How to complete this task » Repeat all entries exactly.

(Source records begins)

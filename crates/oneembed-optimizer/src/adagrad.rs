//! Adagrad optimizer.
//!
//! Scales each coordinate by the inverse root of its accumulated squared
//! gradients, so frequently updated coordinates take smaller steps.

use oneembed_core::OptimizerKind;

use crate::{decay_weights, ensure_state, OptimizerState, UpdateRule};

/// Adagrad optimizer.
///
/// Updates embeddings using the formula:
/// ```text
/// accumulator = accumulator + gradient^2
/// embedding = embedding - learning_rate * gradient / (sqrt(accumulator) + epsilon)
/// ```
#[derive(Debug, Clone, PartialEq)]
pub struct Adagrad {
    /// Small constant for numerical stability.
    epsilon: f32,
    /// Decoupled weight decay coefficient.
    weight_decay: f32,
}

impl Adagrad {
    /// Creates a new Adagrad rule.
    pub fn new(epsilon: f32, weight_decay: f32) -> Self {
        Self {
            epsilon,
            weight_decay,
        }
    }
}

impl UpdateRule for Adagrad {
    fn kind(&self) -> OptimizerKind {
        OptimizerKind::Adagrad
    }

    fn apply(
        &self,
        embedding: &mut [f32],
        state: &mut OptimizerState,
        gradients: &[f32],
        learning_rate: f32,
    ) {
        ensure_state(state, OptimizerKind::Adagrad, embedding.len());
        let OptimizerState::Adagrad { accumulator } = state else {
            return;
        };

        decay_weights(embedding, learning_rate, self.weight_decay);
        for ((e, g), acc) in embedding
            .iter_mut()
            .zip(gradients.iter())
            .zip(accumulator.iter_mut())
        {
            *acc += g * g;
            *e -= learning_rate * g / (acc.sqrt() + self.epsilon);
        }
    }
}

#[cfg(test)]
mod tests {
    use super::*;

    #[test]
    fn test_adagrad_basic_update() {
        let adagrad = Adagrad::new(1e-8, 0.0);
        let mut embedding = vec![1.0, 2.0];
        let mut state = OptimizerState::zeroed(OptimizerKind::Adagrad, 2);

        adagrad.apply(&mut embedding, &mut state, &[0.5, -0.5], 0.1);

        // First step: g / sqrt(g^2) = sign(g)
        assert!((embedding[0] - 0.9).abs() < 1e-5);
        assert!((embedding[1] - 2.1).abs() < 1e-5);
    }

    #[test]
    fn test_adagrad_accumulator_growth() {
        let adagrad = Adagrad::new(1e-8, 0.0);
        let mut embedding = vec![1.0];
        let mut state = OptimizerState::zeroed(OptimizerKind::Adagrad, 1);

        adagrad.apply(&mut embedding, &mut state, &[1.0], 0.1);
        let first_update = 1.0 - embedding[0];
        let before = embedding[0];
        adagrad.apply(&mut embedding, &mut state, &[1.0], 0.1);
        let second_update = before - embedding[0];

        assert!(second_update < first_update);
        assert_eq!(
            state,
            OptimizerState::Adagrad {
                accumulator: vec![2.0]
            }
        );
    }
}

(Source records ends)

Your response »
filename crates/oneembed-optimizer/src/adagrad.rs
//! Adagrad optimizer.
//!
//! Scales each coordinate by the inverse root of its accumulated squared
//! gradients, so frequently updated coordinates take smaller steps.

use oneembed_core::OptimizerKind;

use crate::{decay_weights, ensure_state, OptimizerState, UpdateRule};

/// Adagrad optimizer.
///
/// Updates embeddings using the formula:
/// ```text
/// accumulator = accumulator + gradient^2
/// embedding = embedding - learning_rate * gradient / (sqrt(accumulator) + epsilon)
/// ```
#[derive(Debug, Clone, PartialEq)]
pub struct Adagrad {
    /// Small constant for numerical stability.
    epsilon: f32,
    /// Decoupled weight decay coefficient.
    weight_decay: f32,
}

impl Adagrad {
    /// Creates a new Adagrad rule.
    pub fn new(epsilon: f32, weight_decay: f32) -> Self {
        Self {
            epsilon,
            weight_decay,
        }
    }
}

impl UpdateRule for Adagrad {
    fn kind(&self) -> OptimizerKind {
        OptimizerKind::Adagrad
    }

    fn apply(
        &self,
        embedding: &mut [f32],
        state: &mut OptimizerState,
        gradients: &[f32],
        learning_rate: f32,
    ) {
        ensure_state(state, OptimizerKind::Adagrad, embedding.len());
        let OptimizerState::Adagrad { accumulator } = state else {
            return;
        };

        decay_weights(embedding, learning_rate, self.weight_decay);
        for ((e, g), acc) in embedding
            .iter_mut()
            .zip(gradients.iter())
            .zip(accumulator.iter_mut())
        {
            *acc += g * g;
            *e -= learning_rate * g / (acc.sqrt() + self.epsilon);
        }
    }
}

#[cfg(test)]
mod tests {
    use super::*;

    #[test]
    fn test_adagrad_basic_update() {
        let adagrad = Adagrad::new(1e-8, 0.0);
        let mut embedding = vec![1.0, 2.0];
        let mut state = OptimizerState::zeroed(OptimizerKind::Adagrad, 2);

        adagrad.apply(&mut embedding, &mut state, &[0.5, -0.5], 0.1);

        // First step: g / sqrt(g^2) = sign(g)
        assert!((embedding[0] - 0.9).abs() < 1e-5);
        assert!((embedding[1] - 2.1).abs() < 1e-5);
    }

    #[test]
    fn test_adagrad_accumulator_growth() {
        let adagrad = Adagrad::new(1e-8, 0.0);
        let mut embedding = vec![1.0];
        let mut state = OptimizerState::zeroed(OptimizerKind::Adagrad, 1);

        adagrad.apply(&mut embedding, &mut state, &[1.0], 0.1);
        let first_update = 1.0 - embedding[0];
        let before = embedding[0];
        adagrad.apply(&mut embedding, &mut state, &[1.0], 0.1);
        let second_update = before - embedding[0];

        assert!(second_update < first_update);
        assert_eq!(
            state,
            OptimizerState::Adagrad {
                accumulator: vec![2.0]
            }
        );
    }
}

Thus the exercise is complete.